# [EXERCISE BRIEF]
When you reach the line containing "invalidation on contact" in the entries below, please begin setting down lines exactly, stop only after the last one, and add nothing else.

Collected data
▼▼▼
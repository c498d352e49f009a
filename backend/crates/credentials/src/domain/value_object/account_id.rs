use kernel::id::Id;

pub struct AccountMarker;
pub type AccountId = Id<AccountMarker>;

#[cfg(test)]
mod tests {
    use super::*;

    #[test]
    fn test_account_id_new() {
        let account_id = AccountId::new();
        let uuid = account_id.as_uuid();
        assert_eq!(uuid.get_version_num(), 4); // UUIDv4
    }

    #[test]
    fn test_from_uuid() {
        let uuid = uuid::Uuid::new_v4();
        let account_id = AccountId::from_uuid(uuid);
        assert_eq!(account_id.as_uuid(), &uuid);
    }
}
//! Verification Code Entity
//!
//! Single-use, time-bound proof-of-possession record.
//!
//! State machine per code:
//!
//! ```text
//! Active --consume--> Consumed (terminal)
//! Active --time/forced expiry--> Expired (terminal)
//! ```
//!
//! `used` is monotonic: once true, the code is permanently inert. The
//! Active -> Consumed transition is only ever performed by the store's
//! compare-and-swap (`VerificationCodeRepository::consume`), so two racing
//! submissions cannot both win.

use chrono::{DateTime, Duration as ChronoDuration, Utc};
use std::time::Duration;

use crate::domain::value_object::{account_id::AccountId, channel::Channel, code_id::CodeId};

/// Lifecycle state, derived from `used` and `expires_at`
#[derive(Debug, Clone, Copy, PartialEq, Eq)]
pub enum CodeState {
    /// Created, not used, not expired
    Active,
    /// Successfully used; terminal
    Consumed,
    /// Past expiry (naturally or forced); terminal
    Expired,
}

/// Verification code entity
#[derive(Debug, Clone)]
pub struct VerificationCode {
    pub code_id: CodeId,
    /// Owning account
    pub account_id: AccountId,
    /// Contact channel this code proves possession of
    pub channel: Channel,
    /// The secret code itself (delivered out of band)
    pub code: String,
    /// Expiry timestamp
    pub expires_at: DateTime<Utc>,
    /// Monotonic false -> true
    pub used: bool,
    /// Created timestamp
    pub created_at: DateTime<Utc>,
}

impl VerificationCode {
    /// Create a new Active code expiring after `ttl`
    pub fn new(account_id: AccountId, channel: Channel, code: String, ttl: Duration) -> Self {
        let now = Utc::now();

        Self {
            code_id: CodeId::new(),
            account_id,
            channel,
            code,
            expires_at: now + ChronoDuration::from_std(ttl).unwrap_or(ChronoDuration::zero()),
            used: false,
            created_at: now,
        }
    }

    /// Derive the lifecycle state at `now`
    ///
    /// `used` wins over expiry: a consumed code stays Consumed even after
    /// its (backdated) expiry passes.
    pub fn state(&self, now: DateTime<Utc>) -> CodeState {
        if self.used {
            CodeState::Consumed
        } else if self.expires_at < now {
            CodeState::Expired
        } else {
            CodeState::Active
        }
    }

    pub fn is_expired(&self, now: DateTime<Utc>) -> bool {
        !self.used && self.expires_at < now
    }

    /// Transition to Consumed
    ///
    /// Only the store may call this, under whatever serialization gives it
    /// compare-and-swap semantics. Expiry is backdated so the record reads
    /// as spent from every angle.
    pub(crate) fn consume(&mut self, now: DateTime<Utc>) {
        self.used = true;
        self.expires_at = now - ChronoDuration::minutes(1);
    }

    /// Force an unused code into Expired (bulk invalidation on contact
    /// change). Consumed codes are left untouched by callers.
    pub(crate) fn force_expire(&mut self, now: DateTime<Utc>) {
        self.expires_at = now - ChronoDuration::days(1);
    }
}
▲▲▲
# [SOLUTION]
    /// Force an unused code into Expired (bulk invalidation on contact
    /// change). Consumed codes are left untouched by callers.
    pub(crate) fn force_expire(&mut self, now: DateTime<Utc>) {
        self.expires_at = now - ChronoDuration::days(1);
    }
}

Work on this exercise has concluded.